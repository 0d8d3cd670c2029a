//! Flat 256-byte memory store.

use thiserror::Error;

/// Size in bytes of the flat address space.
pub const MEMORY_BYTES: usize = u8::MAX as usize + 1;

/// Error returned when a program image cannot be placed in memory.
#[derive(Debug, Clone, Copy, PartialEq, Eq, Hash, Error)]
pub enum LoadImageError {
    /// Image is longer than the address space.
    #[error("program is {len} bytes but memory holds {max}", max = MEMORY_BYTES)]
    ProgramTooLarge {
        /// Length of the rejected image in bytes.
        len: usize,
    },
}

/// Byte-addressable memory with one cell per `u8` address.
///
/// Addresses are `u8`, so every address is in range. The backing store is
/// always exactly [`MEMORY_BYTES`] long.
#[derive(Debug, Clone, PartialEq, Eq)]
#[cfg_attr(feature = "serde", derive(serde::Deserialize, serde::Serialize))]
pub struct Memory {
    cells: Box<[u8]>,
}

impl Default for Memory {
    fn default() -> Self {
        Self {
            cells: vec![0; MEMORY_BYTES].into_boxed_slice(),
        }
    }
}

impl Memory {
    /// Reads the byte at `address`.
    #[must_use]
    pub fn read(&self, address: u8) -> u8 {
        self.cells.get(usize::from(address)).copied().unwrap_or(0)
    }

    /// Stores `value` at `address`.
    pub fn write(&mut self, address: u8, value: u8) {
        if let Some(cell) = self.cells.get_mut(usize::from(address)) {
            *cell = value;
        }
    }

    /// Reads three consecutive bytes starting at `address`, wrapping at the
    /// top of memory.
    #[must_use]
    pub fn read_window(&self, address: u8) -> [u8; 3] {
        [
            self.read(address),
            self.read(address.wrapping_add(1)),
            self.read(address.wrapping_add(2)),
        ]
    }

    /// Zeroes memory and copies `image` to addresses `0..image.len()`.
    ///
    /// # Errors
    ///
    /// Returns [`LoadImageError::ProgramTooLarge`] when `image` does not fit.
    /// Memory is left untouched in that case.
    pub fn load_image(&mut self, image: &[u8]) -> Result<(), LoadImageError> {
        if image.len() > MEMORY_BYTES {
            return Err(LoadImageError::ProgramTooLarge { len: image.len() });
        }

        self.cells.fill(0);
        self.cells[..image.len()].copy_from_slice(image);
        Ok(())
    }

    /// Read-only view of the whole store.
    #[must_use]
    pub fn as_slice(&self) -> &[u8] {
        &self.cells
    }
}

#[cfg(test)]
mod tests {
    use super::{LoadImageError, Memory, MEMORY_BYTES};

    #[test]
    fn canonical_backing_store_is_256_zeroed_bytes() {
        let memory = Memory::default();
        assert_eq!(memory.as_slice().len(), MEMORY_BYTES);
        assert!(memory.as_slice().iter().all(|byte| *byte == 0));
    }

    #[test]
    fn write_then_read_covers_both_ends_of_the_address_space() {
        let mut memory = Memory::default();
        memory.write(0x00, 0xAB);
        memory.write(0xFF, 0xCD);

        assert_eq!(memory.read(0x00), 0xAB);
        assert_eq!(memory.read(0xFF), 0xCD);
    }

    #[test]
    fn read_window_wraps_past_the_top_of_memory() {
        let mut memory = Memory::default();
        memory.write(0xFE, 1);
        memory.write(0xFF, 2);
        memory.write(0x00, 3);

        assert_eq!(memory.read_window(0xFE), [1, 2, 3]);
    }

    #[test]
    fn load_image_places_bytes_from_address_zero_and_clears_the_rest() {
        let mut memory = Memory::default();
        memory.write(0x80, 0x55);

        memory
            .load_image(&[0x82, 0x00, 0x08])
            .expect("image fits in memory");

        assert_eq!(&memory.as_slice()[..4], &[0x82, 0x00, 0x08, 0x00]);
        assert_eq!(memory.read(0x80), 0);
    }

    #[test]
    fn load_image_accepts_exactly_full_memory() {
        let mut memory = Memory::default();
        let image = vec![0x11; MEMORY_BYTES];

        assert!(memory.load_image(&image).is_ok());
        assert_eq!(memory.read(0xFF), 0x11);
    }

    #[test]
    fn oversized_image_is_rejected_without_touching_memory() {
        let mut memory = Memory::default();
        memory.write(0x10, 0x77);

        let image = vec![0; MEMORY_BYTES + 1];
        assert_eq!(
            memory.load_image(&image),
            Err(LoadImageError::ProgramTooLarge {
                len: MEMORY_BYTES + 1
            })
        );
        assert_eq!(memory.read(0x10), 0x77);
    }
}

- - -

TASK PROMPT » Taking the lines above, repeat exactly those from the line that contains "in that case." through the line that contains "let memory = Memory::default();", and both of those lines as well. Include nothing else.

SOLUTION TO THIS PROBLEM »
    /// Memory is left untouched in that case.
    pub fn load_image(&mut self, image: &[u8]) -> Result<(), LoadImageError> {
        if image.len() > MEMORY_BYTES {
            return Err(LoadImageError::ProgramTooLarge { len: image.len() });
        }

        self.cells.fill(0);
        self.cells[..image.len()].copy_from_slice(image);
        Ok(())
    }

    /// Read-only view of the whole store.
    #[must_use]
    pub fn as_slice(&self) -> &[u8] {
        &self.cells
    }
}

#[cfg(test)]
mod tests {
    use super::{LoadImageError, Memory, MEMORY_BYTES};

    #[test]
    fn canonical_backing_store_is_256_zeroed_bytes() {
        let memory = Memory::default();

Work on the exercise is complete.